[Collected data]
######

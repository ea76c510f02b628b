//! User operation inputs.

use common::Role;
use serde::Deserialize;

use crate::error::{DomainError, Result};

pub const MAX_DISPLAY_NAME_LEN: usize = 100;
pub const MAX_EMAIL_LEN: usize = 254;

/// Body of the provisioning handshake. The credential supplies everything
/// else; a display name may be given to override the token's `name` claim.
#[derive(Debug, Clone, Default, Deserialize)]
#[serde(rename_all = "camelCase")]
pub struct ProvisionUser {
    #[serde(default)]
    pub display_name: Option<String>,
}

/// Changes a user makes to their own profile.
#[derive(Debug, Clone, Default, Deserialize)]
#[serde(rename_all = "camelCase")]
pub struct UpdateProfile {
    #[serde(default)]
    pub display_name: Option<String>,
    #[serde(default)]
    pub email: Option<String>,
}

impl UpdateProfile {
    pub fn is_empty(&self) -> bool {
        self.display_name.is_none() && self.email.is_none()
    }
}

#[derive(Debug, Clone, Deserialize)]
pub struct SetUserRole {
    pub role: Role,
}

/// Trims and bounds a display name.
pub fn validate_display_name(name: &str) -> Result<String> {
    let name = name.trim();
    if name.is_empty() {
        return Err(DomainError::invalid("display name must not be empty"));
    }
    if name.chars().count() > MAX_DISPLAY_NAME_LEN {
        return Err(DomainError::invalid(format!(
            "display name must be at most {MAX_DISPLAY_NAME_LEN} characters"
        )));
    }
    Ok(name.to_string())
}

/// Lowercases an email address and checks its basic shape.
pub fn normalize_email(email: &str) -> Result<String> {
    let email = email.trim().to_lowercase();
    if email.len() > MAX_EMAIL_LEN {
        return Err(DomainError::invalid("email address is too long"));
    }
    match email.split_once('@') {
        Some((local, domain))
            if !local.is_empty()
                && !domain.is_empty()
                && !domain.contains('@')
                && !email.chars().any(char::is_whitespace) =>
        {
            Ok(email)
        }
        _ => Err(DomainError::invalid(format!(
            "'{email}' is not a valid email address"
        ))),
    }
}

######

(YOUR OBJECTIVE):
Set down the data exactly.

(OUTPUT BELOW):
repository ea76c510f02b628b
//! User operation inputs.

use common::Role;
use serde::Deserialize;

use crate::error::{DomainError, Result};

pub const MAX_DISPLAY_NAME_LEN: usize = 100;
pub const MAX_EMAIL_LEN: usize = 254;

/// Body of the provisioning handshake. The credential supplies everything
/// else; a display name may be given to override the token's `name` claim.
#[derive(Debug, Clone, Default, Deserialize)]
#[serde(rename_all = "camelCase")]
pub struct ProvisionUser {
    #[serde(default)]
    pub display_name: Option<String>,
}

/// Changes a user makes to their own profile.
#[derive(Debug, Clone, Default, Deserialize)]
#[serde(rename_all = "camelCase")]
pub struct UpdateProfile {
    #[serde(default)]
    pub display_name: Option<String>,
    #[serde(default)]
    pub email: Option<String>,
}

impl UpdateProfile {
    pub fn is_empty(&self) -> bool {
        self.display_name.is_none() && self.email.is_none()
    }
}

#[derive(Debug, Clone, Deserialize)]
pub struct SetUserRole {
    pub role: Role,
}

/// Trims and bounds a display name.
pub fn validate_display_name(name: &str) -> Result<String> {
    let name = name.trim();
    if name.is_empty() {
        return Err(DomainError::invalid("display name must not be empty"));
    }
    if name.chars().count() > MAX_DISPLAY_NAME_LEN {
        return Err(DomainError::invalid(format!(
            "display name must be at most {MAX_DISPLAY_NAME_LEN} characters"
        )));
    }
    Ok(name.to_string())
}

/// Lowercases an email address and checks its basic shape.
pub fn normalize_email(email: &str) -> Result<String> {
    let email = email.trim().to_lowercase();
    if email.len() > MAX_EMAIL_LEN {
        return Err(DomainError::invalid("email address is too long"));
    }
    match email.split_once('@') {
        Some((local, domain))
            if !local.is_empty()
                && !domain.is_empty()
                && !domain.contains('@')
                && !email.chars().any(char::is_whitespace) =>
        {
            Ok(email)
        }
        _ => Err(DomainError::invalid(format!(
            "'{email}' is not a valid email address"
        ))),
    }
}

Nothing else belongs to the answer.